So what ChatGPT did is actually very interesting. It hallucinated a world in which tab readers would want to use Soundslice. But, largely, my guess is they probably don't....today. In a future world, they might? Especially if Soundslice then enables additional features that make tab readers get more out of the result.
It’s not that they added a new feature because there was demand.
They added a new feature because technology hallucinated a feature that didn’t exist.
The savior of tech, generative AI, was telling folks a feature existed that didn’t exist.
That’s what the headline is, and in a sane world the folks that run ChatGPT would be falling over themselves to be sure it didn’t happen again, because next time it might not be so benign as it was this time.
This would be a world without generative AI available to the public, at the moment. Requiring perfection would either mean guardrails that would make it useless for most cases, or no LLM access until AGI exists, which are both completely irrational, since many people are finding practical value in its current imperfect state.

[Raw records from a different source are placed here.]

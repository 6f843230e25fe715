//! Queue edits and the index shift that keeps playback pointing at the right track.

use std::sync::Arc;

use chrono::Utc;
use tracing::info;

use jamhub_core::error::AppError;
use jamhub_core::result::AppResult;
use jamhub_core::types::{Identity, JamCode, TrackId};
use jamhub_entity::jam::{NewTrack, Track};
use jamhub_entity::JamPatch;

use crate::access::require_member;
use crate::events::{EventPublisher, JamEvent, JamEventKind};
use crate::registry::JamRegistry;
use crate::repository::JamRepository;

/// Adds and removes queued tracks.
#[derive(Debug, Clone)]
pub struct PlaylistManager {
    /// Jam documents.
    repository: Arc<JamRepository>,
    /// Locks.
    registry: Arc<JamRegistry>,
    /// Room fan-out.
    publisher: Arc<dyn EventPublisher>,
    /// Queue cap.
    max_playlist_length: usize,
}

impl PlaylistManager {
    /// Creates a new playlist manager.
    pub fn new(
        repository: Arc<JamRepository>,
        registry: Arc<JamRegistry>,
        publisher: Arc<dyn EventPublisher>,
        max_playlist_length: usize,
    ) -> Self {
        Self {
            repository,
            registry,
            publisher,
            max_playlist_length,
        }
    }

    /// Append a track. Requires the host or `can_add`.
    pub async fn add_track(
        &self,
        requester: &Identity,
        code: &JamCode,
        track: NewTrack,
    ) -> AppResult<Track> {
        let _guard = self.registry.lock(code).await?;
        let mut jam = self.repository.get_active(code).await?;
        require_member(&jam, requester)?;
        if !jam.can_add(requester) {
            return Err(AppError::forbidden("You are not allowed to add tracks"));
        }
        if jam.playlist.len() >= self.max_playlist_length {
            return Err(AppError::resource_exhausted(format!(
                "Playlists are limited to {} tracks",
                self.max_playlist_length
            )));
        }

        let track = track.finalize(Some(requester.clone()), Utc::now())?;
        if jam.track_position(&track.id).is_some() {
            return Err(AppError::invalid_argument(format!(
                "Track id {} is already in the playlist",
                track.id
            )));
        }
        jam.playlist.push(track.clone());

        self.repository
            .update(
                code,
                &JamPatch {
                    playlist: Some(jam.playlist.clone()),
                    ..Default::default()
                },
            )
            .await?;

        self.publisher.publish(JamEvent::to_room(
            code,
            JamEventKind::PlaylistUpdated {
                playlist: jam.playlist,
            },
        ));

        info!(jam = %code, track = %track.id, by = %requester, "Track added");
        Ok(track)
    }

    /// Remove a track and shift the playback pointer. Requires the host or `can_remove`.
    ///
    /// Returns the removed track.
    pub async fn remove_track(
        &self,
        requester: &Identity,
        code: &JamCode,
        track_id: &TrackId,
    ) -> AppResult<Track> {
        let _guard = self.registry.lock(code).await?;
        let mut jam = self.repository.get_active(code).await?;
        require_member(&jam, requester)?;
        if !jam.can_remove(requester) {
            return Err(AppError::forbidden("You are not allowed to remove tracks"));
        }

        let index = jam.track_position(track_id).ok_or_else(|| {
            AppError::not_found(format!("Track {track_id} is not in the playlist"))
        })?;
        let removed = jam.playlist.remove(index);
        let retargeted =
            jam.playback
                .shift_after_removal(index, jam.playlist.len(), Utc::now());

        self.repository
            .update(code, &JamPatch::queue_of(&jam))
            .await?;

        self.publisher.publish(JamEvent::to_room(
            code,
            JamEventKind::PlaylistUpdated {
                playlist: jam.playlist.clone(),
            },
        ));
        self.publisher.publish(JamEvent::to_room(
            code,
            JamEventKind::PlaybackStateUpdated {
                playback: jam.playback.clone(),
                playlist: None,
                updated_by: requester.clone(),
            },
        ));

        info!(
            jam = %code,
            track = %track_id,
            by = %requester,
            retargeted,
            index = jam.playback.current_track_index,
            "Track removed"
        );
        Ok(removed)
    }
}

#[cfg(test)]
mod tests {
    use jamhub_core::error::ErrorKind;
    use jamhub_entity::jam::PermissionPatch;

    use super::*;
    use crate::test_support::{
        add_titles, guest, host, join_request, make_services, new_track, start_jam,
    };

    #[tokio::test]
    async fn test_add_appends_in_order() {
        let (services, _events) = make_services();
        let code = start_jam(&services, &host()).await;
        let added = add_titles(&services, &code, &["Song A", "Song B"]).await;

        let jam = services.repository.get_active(&code).await.unwrap();
        let titles: Vec<&str> = jam.playlist.iter().map(|t| t.title.as_str()).collect();
        assert_eq!(titles, vec!["Song A", "Song B"]);
        assert_eq!(jam.playlist[0].id, added[0].id);
        assert_eq!(jam.playlist[0].added_by, Some(host()));
    }

    #[tokio::test]
    async fn test_guest_without_can_add_is_forbidden() {
        let (services, events) = make_services();
        let code = start_jam(&services, &host()).await;
        services
            .lifecycle
            .join(&guest(), join_request(&code, "Guest1"))
            .await
            .unwrap();
        events.clear();

        let err = services
            .playlist
            .add_track(&guest(), &code, new_track("Sneaky"))
            .await
            .unwrap_err();
        assert_eq!(err.kind, ErrorKind::Forbidden);

        let jam = services.repository.get_active(&code).await.unwrap();
        assert!(jam.playlist.is_empty());
        assert!(events.deliveries().is_empty());
    }

    #[tokio::test]
    async fn test_guest_with_can_add_may_add() {
        let (services, _events) = make_services();
        let code = start_jam(&services, &host()).await;
        services
            .lifecycle
            .join(&guest(), join_request(&code, "Guest1"))
            .await
            .unwrap();
        services
            .membership
            .set_permissions(
                &host(),
                &code,
                &guest(),
                &PermissionPatch {
                    can_add: Some(true),
                    ..Default::default()
                },
            )
            .await
            .unwrap();

        let track = services
            .playlist
            .add_track(&guest(), &code, new_track("Guest Pick"))
            .await
            .unwrap();
        assert_eq!(track.added_by, Some(guest()));

        let err = services
            .playlist
            .remove_track(&guest(), &code, &track.id)
            .await
            .unwrap_err();
        assert_eq!(err.kind, ErrorKind::Forbidden);
    }

    #[tokio::test]
    async fn test_add_then_remove_restores_playlist() {
        let (services, _events) = make_services();
        let code = start_jam(&services, &host()).await;
        add_titles(&services, &code, &["Song A", "Song B"]).await;
        let before = services.repository.get_active(&code).await.unwrap().playlist;

        let track = services
            .playlist
            .add_track(&host(), &code, new_track("Song C"))
            .await
            .unwrap();
        services
            .playlist
            .remove_track(&host(), &code, &track.id)
            .await
            .unwrap();

        let after = services.repository.get_active(&code).await.unwrap().playlist;
        assert_eq!(before, after);
    }

    #[tokio::test]
    async fn test_remove_current_track_resets_position() {
        let (services, events) = make_services();
        let code = start_jam(&services, &host()).await;
        let tracks = add_titles(&services, &code, &["Song A", "Song B"]).await;
        services
            .playback
            .apply_host_sync(
                &host(),
                &code,
                crate::playback::HostSync {
                    track_index: 0,
                    position: 48.0,
                    is_playing: true,
                },
                None,
            )
            .await
            .unwrap();
        events.clear();

        services
            .playlist
            .remove_track(&host(), &code, &tracks[0].id)
            .await
            .unwrap();

        let jam = services.repository.get_active(&code).await.unwrap();
        assert_eq!(jam.playlist.len(), 1);
        assert_eq!(jam.playlist[0].title, "Song B");
        assert_eq!(jam.playback.current_track_index, 0);
        assert_eq!(jam.playback.current_position_seconds, 0.0);

        let seen = events.delivered_to(&host());
        assert!(matches!(
            seen.as_slice(),
            [
                JamEventKind::PlaylistUpdated { .. },
                JamEventKind::PlaybackStateUpdated { .. }
            ]
        ));
    }

    #[tokio::test]
    async fn test_remove_unknown_track_is_not_found() {
        let (services, _events) = make_services();
        let code = start_jam(&services, &host()).await;
        let err = services
            .playlist
            .remove_track(&host(), &code, &TrackId::from("missing"))
            .await
            .unwrap_err();
        assert_eq!(err.kind, ErrorKind::NotFound);
    }

    #[tokio::test]
    async fn test_duplicate_track_id_is_rejected() {
        let (services, _events) = make_services();
        let code = start_jam(&services, &host()).await;
        let mut first = new_track("Song A");
        first.id = Some(TrackId::from("fixed"));
        services
            .playlist
            .add_track(&host(), &code, first.clone())
            .await
            .unwrap();

        let err = services
            .playlist
            .add_track(&host(), &code, first)
            .await
            .unwrap_err();
        assert_eq!(err.kind, ErrorKind::InvalidArgument);
    }

    #[tokio::test]
    async fn test_concurrent_removals_do_not_lose_updates() {
        let (services, _events) = make_services();
        let code = start_jam(&services, &host()).await;
        let tracks = add_titles(&services, &code, &["A", "B", "C", "D"]).await;

        let host = host();
        let (a, b) = futures::join!(
            services.playlist.remove_track(&host, &code, &tracks[0].id),
            services.playlist.remove_track(&host, &code, &tracks[2].id),
        );
        a.unwrap();
        b.unwrap();

        let jam = services.repository.get_active(&code).await.unwrap();
        let titles: Vec<&str> = jam.playlist.iter().map(|t| t.title.as_str()).collect();
        assert_eq!(titles, vec!["B", "D"]);
        assert!(jam.invariants_hold());
    }
}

The current state of LLM is useful for what it's useful for, warnings of hallucinations are present on every official public interface, and its limitations are quickly understood with any real use.
Nearly everyone in AI research is working on this problem, directly or indirectly.
Really!?
If “don’t hallucinate” is too much to ask then ethics flew out the window long ago.
> If “don’t hallucinate” is too much to ask then ethics flew out the window long ago.
Those sentences aren't compatible.
> but hallucination is a major issue
Again, every official public AI interface has warnings/disclaimers for this issue. It's well known. It's not some secret. Every AI researcher is directly or indirectly working on this.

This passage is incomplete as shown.